Getting Money Out Of China. Good Luck With That.

When it comes to foreign currency outflow, China's laws on the books have not changed, but the reality on the ground has.

US china flagsI got a call the other day from a U.S. law firm that uses our China lawyers to consult on litigation matters involving Chinese companies. The law firm was calling to see about our serving a Chinese defendant with a complaint in a products liability action.

The first thing I did was tell them how we had a 100% success rate in serving Chinese companies with Hague process, but our strong sense was that “the rules on serving Chinese companies in China had changed.” I explained how China is now making great efforts to prevent foreign currency from leaving China and since the possibility of a Chinese company losing a lawsuit outside China meant the possibility of foreign currency leaving China, China’s Ministry of Justice is creating service of process issues where none existed previously.

The above is just one of the many doing business with China (legal business in the above instance) has changed due to China’s efforts to block or at least slow down a foreign currency exodus.

I first wrote about China’s newish foreign currency restrictions on January 14, in Getting Money out of China: What the Heck is Going on? In that post, I mentioned how “in the last week or so, our China lawyers have probably received more ‘money problem’ calls than in the year before that. And unlike most of these sorts of calls, the problems are brand new to us. It has reached the point that yesterday I told an American company (waiting for a large sum in investment funds to arrive from China) that two weeks ago I would have quickly told him that the Chinese company’s excuse for being unable to send the money was a ruse, but with all that has been going on lately, I have no idea whether that is the case or not.”

I then talked about how the common theme we were detecting was that “China banks seem to be doing whatever they can to avoid paying anyone in dollars.” I then listed the following as examples we were seeing/hearing that supported this theme:

1. Chinese investors that have secured all necessary approvals to invest in American companies are not being allowed to actually make that investment. I mentioned this to a China attorney friend who says he has been hearing the same thing. Never heard this one until very recently.

2. Chinese citizens are allowed to send up to $50,000 a year out of China, pretty much no questions asked, but these funds too are being blocked. It feels like every realtor in the Western United States and Western Canada has called us on this one. The Wall Street Journal wrote on this last week.

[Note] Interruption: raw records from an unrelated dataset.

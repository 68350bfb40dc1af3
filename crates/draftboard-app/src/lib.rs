// Library root: re-exports all modules so integration tests and the binary
// share the crate's public API.

pub mod config;
pub mod error;
pub mod live;
pub mod manager;
pub mod protocol;
pub mod session;

pub use error::SessionError;
pub use manager::{SessionManager, WaitOutcome};
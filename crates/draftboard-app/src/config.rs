// Configuration loading and parsing (league.toml, strategy.toml).

use std::path::{Path, PathBuf};

use directories::ProjectDirs;
use draftboard_core::draft::{DraftOrder, RosterTemplate};
use draftboard_core::policy::{AutoPickConfig, CpuPolicyConfig};
use draftboard_core::valuation::vorp::default_adjustments;
use draftboard_core::{PositionTable, ScoringFormat};
use serde::Deserialize;
use thiserror::Error;

// ---------------------------------------------------------------------------
// Error types
// ---------------------------------------------------------------------------

#[derive(Debug, Error)]
pub enum ConfigError {
    #[error("config file not found: {path}")]
    FileNotFound { path: PathBuf },

    #[error("failed to parse config file {path}: {source}")]
    ParseError {
        path: PathBuf,
        source: toml::de::Error,
    },

    #[error("validation error for field `{field}`: {message}")]
    ValidationError { field: String, message: String },

    #[error("failed to initialize config from defaults: {message}")]
    DefaultsCopyError { message: String },
}

fn invalid(field: &str, message: impl Into<String>) -> ConfigError {
    ConfigError::ValidationError {
        field: field.to_string(),
        message: message.into(),
    }
}

// ---------------------------------------------------------------------------
// Top-level assembled Config
// ---------------------------------------------------------------------------

#[derive(Debug, Clone)]
pub struct Config {
    pub league: LeagueConfig,
    pub live: LiveConfig,
    pub strategy: StrategyConfig,
    pub sleeper: SleeperConfig,
    pub data_paths: DataPaths,
}

// ---------------------------------------------------------------------------
// league.toml structs
// ---------------------------------------------------------------------------

/// Raw deserialization target for league.toml.
#[derive(Debug, Clone, Deserialize)]
struct LeagueFile {
    league: LeagueSection,
    #[serde(default)]
    live: LiveConfig,
}

#[derive(Debug, Clone, Deserialize)]
struct LeagueSection {
    teams: usize,
    rounds: u32,
    format: String,
    order: String,
    pick_slot: u32,
    #[serde(default)]
    roster: Option<Vec<String>>,
}

/// League shape with format and order already parsed.
#[derive(Debug, Clone, PartialEq)]
pub struct LeagueConfig {
    pub teams: usize,
    pub rounds: u32,
    pub format: ScoringFormat,
    pub order: DraftOrder,
    /// 1-based draft slot of the user's team.
    pub pick_slot: u32,
    pub roster: RosterTemplate,
}

impl Default for LeagueConfig {
    fn default() -> Self {
        LeagueConfig {
            teams: 12,
            rounds: 20,
            format: ScoringFormat::Standard,
            order: DraftOrder::Snake,
            pick_slot: 1,
            roster: RosterTemplate::default(),
        }
    }
}

/// Live-assistant target. Without a draft id the binary runs self-play.
#[derive(Debug, Clone, Default, PartialEq, Deserialize)]
pub struct LiveConfig {
    #[serde(default)]
    pub draft_id: Option<String>,
}

// ---------------------------------------------------------------------------
// strategy.toml structs
// ---------------------------------------------------------------------------

/// Raw deserialization target for the entire strategy.toml file.
#[derive(Debug, Clone, Deserialize)]
struct StrategyFile {
    #[serde(default = "default_adjustments")]
    positional_adjustments: PositionTable<f64>,
    #[serde(default)]
    cpu: CpuPolicyConfig,
    #[serde(default)]
    auto_pick: AutoPickConfig,
    #[serde(default)]
    vona: VonaConfig,
    #[serde(default)]
    session: SessionConfig,
    #[serde(default)]
    sleeper: SleeperConfig,
    data_paths: DataPaths,
}

/// Valuation and pick-policy tuning.
#[derive(Debug, Clone, PartialEq)]
pub struct StrategyConfig {
    pub adjustments: PositionTable<f64>,
    pub cpu: CpuPolicyConfig,
    pub auto_pick: AutoPickConfig,
    pub vona: VonaConfig,
    pub session: SessionConfig,
}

Never heard this one until recently.

3. Money will not be sent to certain countries deemed at high risk for fake transactions unless there is conclusive proof the transaction is real. We heard this regarding transactions with Indonesia and with Cambodia, from clients with subsidiaries there. Never heard this one until recently.

4. Money will not be sent for transactions, especially services, often used to move money out of China illegally. This is not exactly new, but China is cracking down on this. For what is ordinarily necessary to get money out of China for a services transaction, check out Want to Get Paid by a Chinese Company? Do These Three Things.

5. Get this one: Money will not be sent to any company on a services transaction unless that company can show it does not have any Chinese owners. The alleged purpose behind this “rule” is to prevent transactions ordinarily used to illegally move money out of China. This one is new to us too.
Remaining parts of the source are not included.